<第七話> 真偽
<<登場人物>>
【倉井戻】:骨を全て殺すことを目的としている青年。しかし、本人はまだその意味や生じた訳を理解していない。主な能力は、回復。
【エンリ】:旧首都東京で戻と出会った少女。オオカミのような風貌だが、骸骨によるためかも? 主な能力は、牙、爪である。
【谷川香凛】:戻の同僚で三つ上のお姉さん的存在。実は育ちが良かったり。主な能力は、火である。
【晴山氷】:戻の同僚で六つ上。普段は忙しそうにしており、あまり付き合いがいいとは言えない。鋭い目つきをしてしまいがちだが、本人はそこまで睨んでいるつもりはない、主な能力は、氷、雪である。

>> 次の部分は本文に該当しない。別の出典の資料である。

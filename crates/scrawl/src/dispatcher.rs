//! Event dispatch: the seam between the transport and the room actors.
//!
//! One dispatcher serves the whole process. It owns the room registry
//! behind an async mutex, but the lock only guards the code → handle
//! map; every room mutation happens inside that room's own actor, so
//! the lock is held for lookups and inserts only, never across a room
//! round trip (except `createRoom`, which must insert atomically).

use std::sync::Arc;

use scrawl_protocol::{
    Ack, ClientEvent, ConnId, Disconnected, RoomCode, RoomOptions,
};
use scrawl_room::{Archive, Broadcast, RoomError, RoomHandle, RoomRegistry};
use tokio::sync::Mutex;

/// Routes decoded client events to room actors and shapes the replies.
///
/// Cheap to clone; all clones share the registry and collaborators.
#[derive(Clone)]
pub struct Dispatcher {
    registry: Arc<Mutex<RoomRegistry>>,
    broadcast: Arc<dyn Broadcast>,
}

impl Dispatcher {
    /// Creates the dispatcher and spawns the reaper task that removes
    /// retired rooms from the registry and closes their groups.
    pub fn new(
        broadcast: Arc<dyn Broadcast>,
        archive: Arc<dyn Archive>,
    ) -> Self {
        let (registry, mut retired_rx) =
            RoomRegistry::new(broadcast.clone(), archive);
        let registry = Arc::new(Mutex::new(registry));

        let reaper_registry = Arc::clone(&registry);
        let reaper_broadcast = broadcast.clone();
        tokio::spawn(async move {
            while let Some(retired) = retired_rx.recv().await {
                let removed = reaper_registry.lock().await.retire(&retired);
                if removed {
                    reaper_broadcast.close(&retired.code);
                    tracing::info!(room = %retired.code, "room reaped, group closed");
                } else {
                    tracing::debug!(
                        room = %retired.code,
                        instance = retired.instance,
                        "stale retirement notice ignored"
                    );
                }
            }
        });

        Self {
            registry,
            broadcast,
        }
    }

    /// Handles one client event and returns the caller's ack. Every
    /// error becomes an error ack; this method never fails outright.
    pub async fn dispatch(&self, conn_id: &ConnId, event: ClientEvent) -> Ack {
        match event {
            ClientEvent::CreateRoom { code, room } => {
                self.create_room(conn_id, code, room).await
            }
            ClientEvent::JoinRoom { code, mut player } => {
                let Some(handle) = self.lookup(&code).await else {
                    return not_found(&code);
                };
                // Membership first, so the joiner receives the updateRoom
                // broadcast their own join triggers.
                self.broadcast.join(&code, conn_id);
                player.conn_id = Some(conn_id.clone());
                match handle.join(player).await {
                    Ok(snap) => Ack::room(snap),
                    Err(e) => {
                        tracing::debug!(
                            room = %code,
                            %conn_id,
                            error = %e,
                            "join rejected"
                        );
                        self.broadcast.leave(&code, conn_id);
                        failure(e)
                    }
                }
            }
            ClientEvent::LeaveRoom { code, player } => {
                let Some(handle) = self.lookup(&code).await else {
                    return not_found(&code);
                };
                match handle.leave(player).await {
                    Ok(snap) => {
                        self.broadcast.leave(&code, conn_id);
                        match snap {
                            Some(snap) => Ack::room(snap),
                            // The roster emptied; the room is gone.
                            None => Ack::ok(),
                        }
                    }
                    Err(e) => failure(e),
                }
            }
            ClientEvent::GetRoom { code } => {
                let Some(handle) = self.lookup(&code).await else {
                    return not_found(&code);
                };
                match handle.snapshot().await {
                    Ok(snap) => Ack::room(snap),
                    Err(e) => failure(e),
                }
            }
            ClientEvent::GetRooms => Ack::rooms(self.public_rooms().await),
            ClientEvent::ToggleReady { code, player_id } => {
                self.room_call(&code, |h| async move {
                    h.toggle_ready(player_id).await
                })
                .await
            }
            ClientEvent::StartGame { code } => {
                self.room_call(&code, |h| async move { h.start_game().await })
                    .await
            }
            ClientEvent::UpdateRoomCanvas {
                code,
                player_id,
                canvas,
            } => {
                self.room_call(&code, |h| async move {
                    h.update_canvas(player_id, canvas).await
                })
                .await
            }
            ClientEvent::AdvanceStage {
                code,
                guess,
                canvas,
            } => {
                self.room_call(&code, |h| async move {
                    h.advance_stage(guess, canvas).await
                })
                .await
            }
            ClientEvent::SendMessage {
                code,
                player,
                message,
                buzz,
            } => {
                self.room_call(&code, |h| async move {
                    h.send_message(player, message, buzz).await
                })
                .await
            }
        }
    }

    /// Handles a transport-level disconnect notification.
    pub async fn connection_lost(&self, disconnected: Disconnected) {
        let Disconnected { code, conn_id } = disconnected;
        tracing::debug!(room = %code, %conn_id, "connection lost");
        self.broadcast.leave(&code, &conn_id);
        if let Some(handle) = self.lookup(&code).await {
            handle.connection_lost(conn_id).await;
        }
    }

    async fn create_room(
        &self,
        conn_id: &ConnId,
        code: RoomCode,
        options: RoomOptions,
    ) -> Ack {
        tracing::info!(room = %code, %conn_id, "creating room");
        let handle = self.registry.lock().await.create(
            code.clone(),
            options,
            conn_id.clone(),
        );
        self.broadcast.join(&code, conn_id);
        match handle.snapshot().await {
            Ok(snap) => Ack::room(snap),
            Err(e) => failure(e),
        }
    }

    /// Snapshots of all live, non-private rooms. Handles are cloned out
    /// of the registry first so no room round trip runs under the lock.
    async fn public_rooms(&self) -> Vec<scrawl_protocol::RoomSnapshot> {
        let handles: Vec<RoomHandle> =
            self.registry.lock().await.handles();
        let mut rooms = Vec::with_capacity(handles.len());
        for handle in handles {
            // Rooms torn down mid-listing just drop out.
            if let Ok(snap) = handle.snapshot().await {
                if !snap.is_private {
                    rooms.push(snap);
                }
            }
        }
        rooms
    }

    async fn lookup(&self, code: &RoomCode) -> Option<RoomHandle> {
        self.registry.lock().await.get(code)
    }

    async fn room_call<F, Fut>(&self, code: &RoomCode, call: F) -> Ack
    where
        F: FnOnce(RoomHandle) -> Fut,
        Fut: Future<Output = Result<scrawl_protocol::RoomSnapshot, RoomError>>,
    {
        let Some(handle) = self.lookup(code).await else {
            return not_found(code);
        };
        match call(handle).await {
            Ok(snap) => Ack::room(snap),
            Err(e) => failure(e),
        }
    }
}

fn failure(e: RoomError) -> Ack {
    Ack::failure(e.wire_code(), e.to_string())
}

fn not_found(code: &RoomCode) -> Ack {
    failure(RoomError::RoomNotFound(code.clone()))
}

【虫明鳴牙】:戻の同僚で五つ上。氷とは同じ大学の先輩後輩であり、そのころからの知り合い。気さくで馴れ馴れしい感じだが、服装はどちらかと言えば電波。主な能力は、雷、電気である。
【宍戸尽】:戻の同僚。戦闘には参加しないが、後方部隊として物資の補給や装備類の買い揃えをやっている。日村の右腕として、日々頑張っている。主な能力は特にないが、強いて言えば相手の話を聞くことが得意だ。
【雨宮弘和】:戻の同僚。実は昔に一度、今のこの団体に所属しそしてやめている。日村とは長い付き合いである。能力は、雨、水である。
【日村憲和】:戻の所属する団体のトップであり、三十年近く前に設立し、今尚現役で続けている。昔は随分と乱暴だったそうだが、今は大分落ち着いたらしい(本人談)。日本刀を用いた戦闘スタイルで、能力は、身体能力向上などである。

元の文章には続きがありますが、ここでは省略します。